= TASK BRIEF =
In the entries that follow, the lines from the one with "pos.quantity = 0.0;" through the one with "Per-step return Sharpe" are the ones to write out, exactly and with both ends included. Nothing else should appear.
(RECORDS FOR THIS TASK Opens)
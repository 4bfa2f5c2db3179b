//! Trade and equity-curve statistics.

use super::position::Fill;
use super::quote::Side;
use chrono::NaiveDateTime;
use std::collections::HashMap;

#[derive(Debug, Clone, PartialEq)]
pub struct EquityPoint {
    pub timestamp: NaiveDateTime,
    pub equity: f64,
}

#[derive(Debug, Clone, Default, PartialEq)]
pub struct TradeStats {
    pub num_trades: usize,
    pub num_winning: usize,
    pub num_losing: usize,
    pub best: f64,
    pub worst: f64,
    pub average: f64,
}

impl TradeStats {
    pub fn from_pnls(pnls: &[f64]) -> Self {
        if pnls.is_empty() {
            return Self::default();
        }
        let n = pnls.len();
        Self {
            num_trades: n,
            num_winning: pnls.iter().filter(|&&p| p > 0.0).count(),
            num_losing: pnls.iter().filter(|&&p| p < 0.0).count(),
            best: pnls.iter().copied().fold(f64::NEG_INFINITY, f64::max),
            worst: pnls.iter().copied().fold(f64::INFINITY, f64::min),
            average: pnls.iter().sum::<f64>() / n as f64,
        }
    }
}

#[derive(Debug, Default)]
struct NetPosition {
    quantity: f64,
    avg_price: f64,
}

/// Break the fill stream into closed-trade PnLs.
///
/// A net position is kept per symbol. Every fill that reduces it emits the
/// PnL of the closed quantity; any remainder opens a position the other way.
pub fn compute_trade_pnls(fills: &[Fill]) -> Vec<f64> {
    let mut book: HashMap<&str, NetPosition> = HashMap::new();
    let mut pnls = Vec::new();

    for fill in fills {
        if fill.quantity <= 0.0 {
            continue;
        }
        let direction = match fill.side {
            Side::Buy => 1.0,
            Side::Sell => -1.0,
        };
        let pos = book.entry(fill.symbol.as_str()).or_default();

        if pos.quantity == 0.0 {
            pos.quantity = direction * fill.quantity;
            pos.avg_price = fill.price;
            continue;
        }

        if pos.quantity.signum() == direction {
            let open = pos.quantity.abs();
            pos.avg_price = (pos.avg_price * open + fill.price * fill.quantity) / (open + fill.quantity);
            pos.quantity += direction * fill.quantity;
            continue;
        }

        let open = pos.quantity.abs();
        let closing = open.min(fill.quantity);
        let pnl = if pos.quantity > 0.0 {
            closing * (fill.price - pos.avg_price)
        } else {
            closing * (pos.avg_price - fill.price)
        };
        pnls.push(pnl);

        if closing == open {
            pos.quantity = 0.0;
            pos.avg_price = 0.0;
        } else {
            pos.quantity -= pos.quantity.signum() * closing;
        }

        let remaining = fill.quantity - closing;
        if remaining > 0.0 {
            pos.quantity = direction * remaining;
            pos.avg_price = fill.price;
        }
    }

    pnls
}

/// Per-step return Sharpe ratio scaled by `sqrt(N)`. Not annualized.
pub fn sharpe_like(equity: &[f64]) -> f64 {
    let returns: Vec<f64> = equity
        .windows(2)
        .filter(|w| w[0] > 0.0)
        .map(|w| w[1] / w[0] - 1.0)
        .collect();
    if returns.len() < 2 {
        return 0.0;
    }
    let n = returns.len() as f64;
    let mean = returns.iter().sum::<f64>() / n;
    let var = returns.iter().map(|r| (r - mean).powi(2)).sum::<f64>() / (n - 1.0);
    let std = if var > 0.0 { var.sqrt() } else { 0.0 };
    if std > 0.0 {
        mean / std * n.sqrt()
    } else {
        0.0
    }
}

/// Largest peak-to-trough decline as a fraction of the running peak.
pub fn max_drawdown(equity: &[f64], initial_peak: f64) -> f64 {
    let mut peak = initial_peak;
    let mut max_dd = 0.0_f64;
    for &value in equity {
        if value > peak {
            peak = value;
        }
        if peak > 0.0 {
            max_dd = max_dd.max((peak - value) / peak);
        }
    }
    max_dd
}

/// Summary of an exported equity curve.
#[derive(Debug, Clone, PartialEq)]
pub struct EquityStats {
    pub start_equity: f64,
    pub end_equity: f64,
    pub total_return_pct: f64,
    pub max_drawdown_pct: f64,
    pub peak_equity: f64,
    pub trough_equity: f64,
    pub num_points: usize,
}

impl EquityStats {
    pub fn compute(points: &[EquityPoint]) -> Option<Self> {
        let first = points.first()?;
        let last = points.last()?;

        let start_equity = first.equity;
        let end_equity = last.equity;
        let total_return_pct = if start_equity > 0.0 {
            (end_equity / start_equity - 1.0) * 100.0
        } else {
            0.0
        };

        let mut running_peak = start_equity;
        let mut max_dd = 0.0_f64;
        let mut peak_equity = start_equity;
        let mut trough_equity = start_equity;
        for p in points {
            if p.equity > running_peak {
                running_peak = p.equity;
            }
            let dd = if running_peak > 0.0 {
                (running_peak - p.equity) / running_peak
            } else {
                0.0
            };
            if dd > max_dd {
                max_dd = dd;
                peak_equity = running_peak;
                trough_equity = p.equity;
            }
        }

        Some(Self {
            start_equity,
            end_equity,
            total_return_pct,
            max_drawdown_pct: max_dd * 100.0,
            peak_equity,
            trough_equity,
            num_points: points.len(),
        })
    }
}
(RECORDS FOR THIS TASK Closes)
(RECORDS FOR THIS TASK Opens)
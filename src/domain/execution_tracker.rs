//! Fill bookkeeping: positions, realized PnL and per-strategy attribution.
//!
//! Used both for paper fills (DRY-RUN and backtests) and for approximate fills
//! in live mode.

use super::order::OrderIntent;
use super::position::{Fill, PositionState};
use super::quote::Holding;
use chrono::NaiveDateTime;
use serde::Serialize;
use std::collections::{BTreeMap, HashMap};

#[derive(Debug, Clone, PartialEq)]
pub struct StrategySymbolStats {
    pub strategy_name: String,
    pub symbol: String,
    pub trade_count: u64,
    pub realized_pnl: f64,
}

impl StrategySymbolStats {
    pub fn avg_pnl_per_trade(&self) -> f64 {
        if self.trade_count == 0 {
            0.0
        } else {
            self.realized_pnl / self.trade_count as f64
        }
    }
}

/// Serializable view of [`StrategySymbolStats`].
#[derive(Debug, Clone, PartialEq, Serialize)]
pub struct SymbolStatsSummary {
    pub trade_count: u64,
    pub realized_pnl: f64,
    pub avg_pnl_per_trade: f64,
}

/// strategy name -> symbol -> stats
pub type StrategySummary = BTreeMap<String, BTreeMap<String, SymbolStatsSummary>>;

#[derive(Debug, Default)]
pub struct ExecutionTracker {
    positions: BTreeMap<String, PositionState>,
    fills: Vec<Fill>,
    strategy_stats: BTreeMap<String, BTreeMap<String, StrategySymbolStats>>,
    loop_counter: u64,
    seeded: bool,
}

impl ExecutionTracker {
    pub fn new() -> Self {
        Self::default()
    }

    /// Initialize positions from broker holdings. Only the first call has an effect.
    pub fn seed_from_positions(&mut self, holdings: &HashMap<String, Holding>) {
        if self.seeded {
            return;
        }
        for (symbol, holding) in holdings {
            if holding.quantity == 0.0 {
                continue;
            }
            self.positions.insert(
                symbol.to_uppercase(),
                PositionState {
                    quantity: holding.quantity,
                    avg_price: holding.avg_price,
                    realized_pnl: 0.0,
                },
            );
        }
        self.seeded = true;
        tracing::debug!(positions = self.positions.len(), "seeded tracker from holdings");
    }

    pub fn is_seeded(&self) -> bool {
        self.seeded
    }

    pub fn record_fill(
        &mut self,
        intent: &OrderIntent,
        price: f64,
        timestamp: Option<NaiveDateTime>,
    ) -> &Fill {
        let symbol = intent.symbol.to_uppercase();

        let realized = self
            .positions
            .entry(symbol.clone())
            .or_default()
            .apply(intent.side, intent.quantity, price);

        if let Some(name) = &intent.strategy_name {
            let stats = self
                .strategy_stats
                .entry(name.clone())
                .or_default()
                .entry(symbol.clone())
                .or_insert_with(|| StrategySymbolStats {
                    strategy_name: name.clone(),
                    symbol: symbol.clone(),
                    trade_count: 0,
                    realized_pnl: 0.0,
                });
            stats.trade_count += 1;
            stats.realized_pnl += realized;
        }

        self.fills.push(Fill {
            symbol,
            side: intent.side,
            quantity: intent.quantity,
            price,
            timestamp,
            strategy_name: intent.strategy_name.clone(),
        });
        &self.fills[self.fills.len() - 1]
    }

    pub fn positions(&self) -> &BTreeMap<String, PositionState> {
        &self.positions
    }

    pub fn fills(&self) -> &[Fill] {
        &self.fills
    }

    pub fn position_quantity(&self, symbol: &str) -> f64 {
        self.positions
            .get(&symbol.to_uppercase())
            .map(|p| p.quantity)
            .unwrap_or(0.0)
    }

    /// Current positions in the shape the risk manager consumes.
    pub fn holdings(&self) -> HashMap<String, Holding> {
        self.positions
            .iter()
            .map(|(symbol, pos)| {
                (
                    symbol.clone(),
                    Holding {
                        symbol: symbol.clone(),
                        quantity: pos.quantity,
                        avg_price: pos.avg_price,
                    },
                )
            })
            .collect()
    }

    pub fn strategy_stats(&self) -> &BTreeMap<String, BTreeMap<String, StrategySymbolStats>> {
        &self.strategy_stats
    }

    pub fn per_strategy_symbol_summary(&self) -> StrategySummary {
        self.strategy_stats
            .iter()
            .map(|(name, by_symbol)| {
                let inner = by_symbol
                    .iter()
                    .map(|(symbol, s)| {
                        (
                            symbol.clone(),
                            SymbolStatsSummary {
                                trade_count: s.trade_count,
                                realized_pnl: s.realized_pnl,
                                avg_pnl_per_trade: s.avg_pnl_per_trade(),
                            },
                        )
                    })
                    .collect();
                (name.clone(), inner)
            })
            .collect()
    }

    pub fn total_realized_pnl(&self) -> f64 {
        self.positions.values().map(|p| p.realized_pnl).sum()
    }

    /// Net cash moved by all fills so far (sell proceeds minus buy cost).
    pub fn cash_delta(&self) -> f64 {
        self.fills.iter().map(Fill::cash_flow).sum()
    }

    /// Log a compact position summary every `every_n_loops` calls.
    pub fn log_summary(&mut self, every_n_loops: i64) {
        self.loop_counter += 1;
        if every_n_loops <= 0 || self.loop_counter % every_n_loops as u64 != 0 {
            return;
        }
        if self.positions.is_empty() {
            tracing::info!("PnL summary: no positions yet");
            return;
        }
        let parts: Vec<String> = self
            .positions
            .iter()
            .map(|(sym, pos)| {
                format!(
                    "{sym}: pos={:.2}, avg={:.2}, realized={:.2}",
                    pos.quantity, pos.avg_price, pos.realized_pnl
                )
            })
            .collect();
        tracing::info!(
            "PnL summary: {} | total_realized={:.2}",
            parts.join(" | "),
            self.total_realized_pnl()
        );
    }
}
(RECORDS FOR THIS TASK Closes)
= ANSWER AREA =
            pos.quantity = 0.0;
            pos.avg_price = 0.0;
        } else {
            pos.quantity -= pos.quantity.signum() * closing;
        }

        let remaining = fill.quantity - closing;
        if remaining > 0.0 {
            pos.quantity = direction * remaining;
            pos.avg_price = fill.price;
        }
    }

    pnls
}

/// Per-step return Sharpe ratio scaled by `sqrt(N)`. Not annualized.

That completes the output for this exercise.